[RECORDS FOR PROCESSING]
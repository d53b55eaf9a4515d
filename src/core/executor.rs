//! Authenticate, submit one action, record it only after a confirmed 2xx.
//!
//! A crash between a successful call and the state write causes a duplicate
//! submission on the next run, never a record of an action that did not
//! happen. Two processes racing on the same action can both submit: the
//! read-check-act-write sequence is not locked across processes.

use crate::auth::{Authenticator, Credentials};
use crate::core::clock::Clock;
use crate::core::decision::Skip;
use crate::errors::AppResult;
use crate::http::{ApiResponse, HttpClient, ResponseStatus};
use crate::models::{ActionKind, ActionStamp, AttendanceAction, BreakAction, BreakState};
use crate::store::StateStore;
use crate::utils::date::date_key;
use crate::utils::time::iso_timestamp;
use serde_json::json;
use std::fmt;
use tracing::{error, info, warn};

#[derive(Debug, Clone, PartialEq)]
pub enum Outcome {
    /// Nothing was sent.
    Skipped(Skip),
    /// The API accepted the action and local state now reflects it.
    Recorded(ActionKind),
    /// The API answered with a non-2xx status; state is untouched so the
    /// next eligible invocation tries again.
    Rejected {
        action: ActionKind,
        status: ResponseStatus,
        body: String,
    },
}

impl fmt::Display for Outcome {
    fn fmt(&self, f: &mut fmt::Formatter<'_>) -> fmt::Result {
        match self {
            Outcome::Skipped(skip) => write!(f, "No action: {skip}"),
            Outcome::Recorded(action) => write!(f, "✓ {action} recorded"),
            Outcome::Rejected { action, status, .. } => {
                write!(f, "{action} rejected with status {status}")
            }
        }
    }
}

pub struct ActionExecutor<'a> {
    store: &'a dyn StateStore,
    client: &'a HttpClient,
    clock: &'a dyn Clock,
    credentials: Credentials,
}

impl<'a> ActionExecutor<'a> {
    pub fn new(
        store: &'a dyn StateStore,
        client: &'a HttpClient,
        clock: &'a dyn Clock,
        credentials: Credentials,
    ) -> Self {
        Self {
            store,
            client,
            clock,
            credentials,
        }
    }

    pub fn run(&self, action: ActionKind) -> AppResult<Outcome> {
        match action {
            ActionKind::Attendance(a) => self.run_attendance(a),
            ActionKind::Break(b) => self.run_break(b),
        }
    }

    /// Check-in / check-out, at most once per calendar day.
    pub fn run_attendance(&self, action: AttendanceAction) -> AppResult<Outcome> {
        let kind = ActionKind::from(action);
        let today = date_key(self.clock.now().date_naive());

        if self.store.read_daily().record_for(&today).is_recorded(action) {
            info!(date = %today, "{kind} already recorded for today; skipping");
            return Ok(Outcome::Skipped(Skip::AlreadyRecorded(action)));
        }

        let resp = self.submit(kind)?;
        if !resp.ok {
            return Ok(rejected(kind, resp));
        }

        let stamp = ActionStamp {
            time: iso_timestamp(&self.clock.now()),
            resp: resp.body_value(),
        };

        // Re-read: another process may have written since the check above.
        let mut log = self.store.read_daily();
        if log.entry(&today).record(action, stamp) {
            self.store.write_daily(log)?;
        } else {
            warn!(
                date = %today,
                "{kind} was recorded by another run meanwhile; keeping the existing record"
            );
        }

        info!(date = %today, "✓ {kind} recorded");
        Ok(Outcome::Recorded(kind))
    }

    /// Break start / end, gated on the current break flag.
    pub fn run_break(&self, action: BreakAction) -> AppResult<Outcome> {
        let kind = ActionKind::from(action);
        let state = self.store.read_break();

        match (action, state.on_break) {
            (BreakAction::Start, true) => {
                info!("Already on break; skipping duplicate break start");
                return Ok(Outcome::Skipped(Skip::AlreadyOnBreak));
            }
            (BreakAction::End, false) => {
                info!("Not on break; skipping break end");
                return Ok(Outcome::Skipped(Skip::NotOnBreak));
            }
            _ => {}
        }

        let resp = self.submit(kind)?;
        if !resp.ok {
            return Ok(rejected(kind, resp));
        }

        let next = match action {
            BreakAction::Start => BreakState::started(iso_timestamp(&self.clock.now())),
            BreakAction::End => BreakState::idle(),
        };
        self.store.write_break(&next)?;

        info!("✓ {kind} recorded");
        Ok(Outcome::Recorded(kind))
    }

    /// Fresh login, then one bearer-authenticated POST with the current timestamp.
    fn submit(&self, kind: ActionKind) -> AppResult<ApiResponse> {
        let auth = Authenticator::new(self.client, self.credentials.clone());
        let token = auth.login()?;

        let url = format!("{}{}", auth.base_url(), kind.endpoint());
        let payload = json!({ "timestamp": iso_timestamp(&self.clock.now()) });
        info!(url = %url, payload = %payload, "Submitting {kind}");

        self.client
            .post_json(&url, &payload, &[token.authorization_header()])
    }
}

fn rejected(action: ActionKind, resp: ApiResponse) -> Outcome {
    error!(status = %resp.status, body = %resp.body, "{action} failed");
    Outcome::Rejected {
        action,
        status: resp.status,
        body: resp.body,
    }
}
#![cfg_attr(coverage_nightly, feature(coverage_attribute))]
//! Core trust primitives for federated AAMs: the token codec, offline token
//! validation, token issuing and the mutual authentication protocol.

pub mod aam;
pub mod claims;
pub mod clock;
pub mod config;
pub mod constants;
pub mod credentials;
pub mod crypto;
pub mod error;
pub mod issuer;
pub mod mutual_auth;
pub mod token;
pub mod validator;

pub use aam::Aam;
pub use claims::{DecodedToken, TokenClaims, TokenHeader, TokenType};
pub use config::{MutualAuthConfig, TokenValidatorConfig};
pub use credentials::{
    AuthorizationCredentials, HomeCredentials, SecurityCredentials, SecurityRequest,
};
pub use crypto::Certificate;
pub use error::{IssuerError, KeyError, MalformedTokenError, MutualAuthError, ValidationError};
pub use issuer::{LoginRequest, TokenIssuer, TokenRequest};
pub use mutual_auth::{ApplicationChallenge, MutualAuthenticator, SignedHash};
pub use token::{Token, TokenSet};
pub use validator::{IssuerKeyResolver, TokenValidator, ValidationStatus};

pub use ed25519_dalek::{SigningKey, VerifyingKey};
[/RECORDS FOR PROCESSING]
Which lines in the data above contain "config"? Show each one.

▶ [EXERCISE RESPONSE]:
pub mod config;
pub use config::{MutualAuthConfig, TokenValidatorConfig};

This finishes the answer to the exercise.